Saturday, March 14, 2015

Apple Grafting. 3.14Not a p.15

Materials for grafting.  3.14.15

First cut, with pruners, to approximate size.  3.14.15
 For Pi day- 3.14.15 -  I grafted a little apple tree.  To begin life for a pie. 

This scion came from an aged apple tree that hangs over my back fence.  I do not know the variety.  It must be 55 years old - it looks it.  Maybe older. The tree gets no pruning, no spray, and no thinning.  As a result, the apples are lumpy and small and wormy.  The few that escape that fate are tasty.  It may be a while before the Fedco scion arrives - if ever.  I have one M27 - minidwarf - rootstock left over from last year, so decided to construct a new little tree, from scion, taken from a branch, from that apple tree.  Once in my hands, it will be pruned, and apples will be pampered, so maybe will be bigger, and not lumpy or wormy.  That is the plan.

This time, instead of polyethylene strips, I used parafilm.  It's easy to buy through Amazon.  I don't know that parafilm is any better than polyethylene.  If no strips are available, it's easy to cut strips from plastic food bags, which is free and recycled and easy.

Parafilm does make a good air-tight-looking seal.  I don't know if it stretches quite as tight.  Maybe.

The rootstock was larger diameter than the scion.  As long as the cambium matches on one side, the graft should take, and fill in the other side.  Apple grafts are pretty forgiving.
Second cut, with knife, for whip matching.  3.14.15

Cutting the tongue.  3.14.15
Fitting the graft together.  3.14.15
 Forgot to use macro setting for first few photos.  The rest are more clear.

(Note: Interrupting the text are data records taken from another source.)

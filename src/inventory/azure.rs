//! Azure CLI implementation of the inventory oracle.

use std::ffi::OsString;

use super::{CommandOutput, CommandRunner, InventoryOracle, OracleError, VmPresence};

/// Default Azure CLI binary name.
pub const DEFAULT_AZ_BIN: &str = "az";

const RESOURCE_GROUP_NOT_FOUND: &str = "ResourceGroupNotFound";
const RESOURCE_NOT_FOUND: &str = "ResourceNotFound";

/// Answers inventory queries by running `az vm show`.
#[derive(Clone, Debug)]
pub struct AzureCliOracle<R: CommandRunner> {
    az_bin: String,
    runner: R,
}

impl<R: CommandRunner> AzureCliOracle<R> {
    /// Creates an oracle that invokes `az_bin` through `runner`.
    #[must_use]
    pub fn new(az_bin: impl Into<String>, runner: R) -> Self {
        Self {
            az_bin: az_bin.into(),
            runner,
        }
    }

    /// Selects the cloud and makes sure a CLI session exists.
    ///
    /// Runs `az cloud set`, then `az account show`; when no account is
    /// active, falls back to an interactive `az login`.
    ///
    /// # Errors
    ///
    /// Returns [`OracleError`] when selecting the cloud or logging in fails.
    pub fn ensure_session(&self, cloud: &str) -> Result<(), OracleError> {
        let set_cloud = to_args(&["cloud", "set", "--name", cloud]);
        self.run_checked(&set_cloud, "cloud set")?;

        let account = self.runner.run(&self.az_bin, &to_args(&["account", "show"]))?;
        if account.is_success() {
            tracing::debug!(cloud, "Azure CLI session already active");
            return Ok(());
        }

        tracing::info!(cloud, "no active Azure CLI session, logging in");
        self.run_checked(&to_args(&["login"]), "login")?;
        Ok(())
    }

    fn run_checked(&self, args: &[OsString], action: &str) -> Result<CommandOutput, OracleError> {
        let output = self.runner.run(&self.az_bin, args)?;
        if output.is_success() {
            return Ok(output);
        }
        Err(self.command_failure(&output, action))
    }

    fn command_failure(&self, output: &CommandOutput, action: &str) -> OracleError {
        let status_text = output
            .code
            .map_or_else(|| String::from("unknown"), |code| code.to_string());
        OracleError::CommandFailure {
            program: self.az_bin.clone(),
            status: output.code,
            status_text,
            stderr: format!("{action}: {}", output.stderr.trim()),
        }
    }
}

impl<R: CommandRunner> InventoryOracle for AzureCliOracle<R> {
    fn vm_presence(
        &self,
        subscription: &str,
        resource_group: &str,
        vm_name: &str,
    ) -> Result<VmPresence, OracleError> {
        let mut args = vm_show_args(subscription, resource_group, vm_name);
        args.extend(to_args(&["--output", "none"]));
        let output = self.runner.run(&self.az_bin, &args)?;

        if output.is_success() {
            Ok(VmPresence::Found)
        } else if output.mentions(RESOURCE_GROUP_NOT_FOUND) {
            Ok(VmPresence::ResourceGroupNotFound)
        } else if output.mentions(RESOURCE_NOT_FOUND) {
            Ok(VmPresence::NotFound)
        } else {
            Err(self.command_failure(&output, "vm show"))
        }
    }

    fn private_ips(
        &self,
        subscription: &str,
        resource_group: &str,
        vm_name: &str,
    ) -> Result<Vec<String>, OracleError> {
        let mut args = vm_show_args(subscription, resource_group, vm_name);
        args.extend(to_args(&[
            "--show-details",
            "--query",
            "privateIps",
            "--output",
            "json",
        ]));
        let output = self.run_checked(&args, "vm show --show-details")?;
        parse_private_ips(&output.stdout)
    }
}

fn vm_show_args(subscription: &str, resource_group: &str, vm_name: &str) -> Vec<OsString> {
    to_args(&[
        "vm",
        "show",
        "--name",
        vm_name,
        "--resource-group",
        resource_group,
        "--subscription",
        subscription,
    ])
}

fn to_args(parts: &[&str]) -> Vec<OsString> {
    parts.iter().map(OsString::from).collect()
}

/// `privateIps` is a comma-separated string, or `null` for VMs without a NIC.
fn parse_private_ips(stdout: &str) -> Result<Vec<String>, OracleError> {
    let joined: Option<String> =
        serde_json::from_str(stdout.trim()).map_err(|err| OracleError::Parse {
            query: String::from("privateIps"),
            message: err.to_string(),
        })?;
    Ok(joined
        .iter()
        .flat_map(|value| value.split(','))
        .map(str::trim)
        .filter(|ip| !ip.is_empty())
        .map(str::to_owned)
        .collect())
}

I tightened the parafilm so the bent cut edges matched.  I did not draw out a long tail on the ends this time.  Last year when I did that, they curled away from the graft and needed to be cut off.  The church window that remains will fill in, on its own.
On one side due to size mis-match.  3.14.15

It's OK if it doesn't take.  Prior experience tells me it might.

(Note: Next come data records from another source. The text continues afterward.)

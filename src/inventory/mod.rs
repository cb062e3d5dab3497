//! Live cloud inventory queries.
//!
//! The auditor only needs two answers from the cloud: whether a VM exists in
//! a resource group, and which private IPs it holds. [`InventoryOracle`] is
//! the seam; [`AzureCliOracle`] answers it by shelling out to `az`.

mod azure;
pub mod runner;

use thiserror::Error;

pub use azure::{AzureCliOracle, DEFAULT_AZ_BIN};
pub use runner::{CommandOutput, CommandRunner, ProcessCommandRunner, RunnerError};

/// Whether a VM could be found.
#[derive(Clone, Copy, Debug, Eq, PartialEq)]
pub enum VmPresence {
    /// The VM exists in the resource group.
    Found,
    /// The resource group exists but the VM does not.
    NotFound,
    /// The resource group itself does not exist.
    ResourceGroupNotFound,
}

/// Errors raised by inventory queries.
#[derive(Clone, Debug, Error, Eq, PartialEq)]
pub enum OracleError {
    /// Raised when the cloud CLI returns a non-zero exit status.
    #[error("{program} exited with status {status_text}: {stderr}")]
    CommandFailure {
        /// Program that failed (typically `az`).
        program: String,
        /// Exit status reported by the OS.
        status: Option<i32>,
        /// Human readable representation of the exit status.
        status_text: String,
        /// Stderr captured from the command.
        stderr: String,
    },
    /// Raised when CLI output cannot be parsed.
    #[error("failed to parse {query} output: {message}")]
    Parse {
        /// Query whose output was malformed.
        query: String,
        /// Parser error message.
        message: String,
    },
    /// Raised when command execution fails.
    #[error(transparent)]
    Runner(#[from] RunnerError),
}

/// Read-only view of the live cloud inventory.
pub trait InventoryOracle {
    /// Reports whether `vm_name` exists in `resource_group`.
    ///
    /// # Errors
    ///
    /// Returns [`OracleError`] when the query cannot be answered.
    fn vm_presence(
        &self,
        subscription: &str,
        resource_group: &str,
        vm_name: &str,
    ) -> Result<VmPresence, OracleError>;

    /// Returns the private IPs currently assigned to `vm_name`.
    ///
    /// # Errors
    ///
    /// Returns [`OracleError`] when the query cannot be answered.
    fn private_ips(
        &self,
        subscription: &str,
        resource_group: &str,
        vm_name: &str,
    ) -> Result<Vec<String>, OracleError>;
}

impl<O: InventoryOracle + ?Sized> InventoryOracle for &O {
    fn vm_presence(
        &self,
        subscription: &str,
        resource_group: &str,
        vm_name: &str,
    ) -> Result<VmPresence, OracleError> {
        (**self).vm_presence(subscription, resource_group, vm_name)
    }

    fn private_ips(
        &self,
        subscription: &str,
        resource_group: &str,
        vm_name: &str,
    ) -> Result<Vec<String>, OracleError> {
        (**self).private_ips(subscription, resource_group, vm_name)
    }
}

Meanwhile, the whip-and-tongue grafts I did on one-year-old columnar trees a couple of weeks ago, have swelling terminal buds.  That's better than dead terminal buds.   If they take, the bottom branches will have red apples, the next ones up will have yellow apples.  If next year is good, a third tier of another red could be added.  That would make for a couple of unusual trees.
Wrapped with parafilm.  3.14.15


  1. Thank you for the grafting demo and the web link. I've been pouring over the site, very helpful info. I've not done a whip and tongue yet but am please with the cleft and parafilm results. This is my first time using parafilm after the grafting class I bough some over there and it seem to be very easy to use. I don't think I'll go with the drippy messy bees wax again. The instructor say you need to stretch the tape as thin as you can then it will wrap tighter. Does your tape stretch thin? I may buy more tape on Amazon too. So far looks like Sierra plum, Old Fashion Delicious, Esopus Spitzenberg apple took. The E.S. is Thomas Jefferson's favorite apple but is very susceptible to disease. The whip and tongue is great for the sandwich effect you want for your apple. Mine is rather a patch work of grafting on side limbs. Grafting is a great hobby when it works, its like a work of art. I want to see your layer of apple of different colors.

  2. Lance, the whip and tongue is really easy. I think the interlocking aspect might make the grafts take better, and more cambium contact. It takes a little more cutting skill, but I can do it an I am not a fine craftsman. The main thing is to have a very sharp knife, so it doesn't catch in the wood and slip, causing a major cut on the grafter. It helped a lot to practice on prunings, until I knew how the wood responds to the knife. I don't know how to explain it but I steady my hands while cutting. I sharpen the blade between each cut. I am gradual making the cut, and try to be safe.

    I don't know yet how I feel about Parafilm. It's cleaner than the asphalt emulsion, and probably fewer carcinogens. Maybe my Parafilm tape was too wide. I found it difficult to stretch and hold the graft together at the same time. Polyethylene feels easier in my hands, more stretchy, and stretches more uniformly. I have a roll of each, now, so it will give me a chance to see what happens. The important thing in the end is, do the grafts take?

    Congrats on your grafts taking! The varieties sound interesting. It's sobering to eat something that Thomas Jefferson grew. He also liked Lattarula fig, another name for White Marseilles.

    I had a graft of Esopus Spitzenberg that grew like crazy, then died last winter. I don't know what killed it, maybe voles. I planted a multigraft apple in its place last week or 2 weeks ago. Probably better, more disease resistant varieties.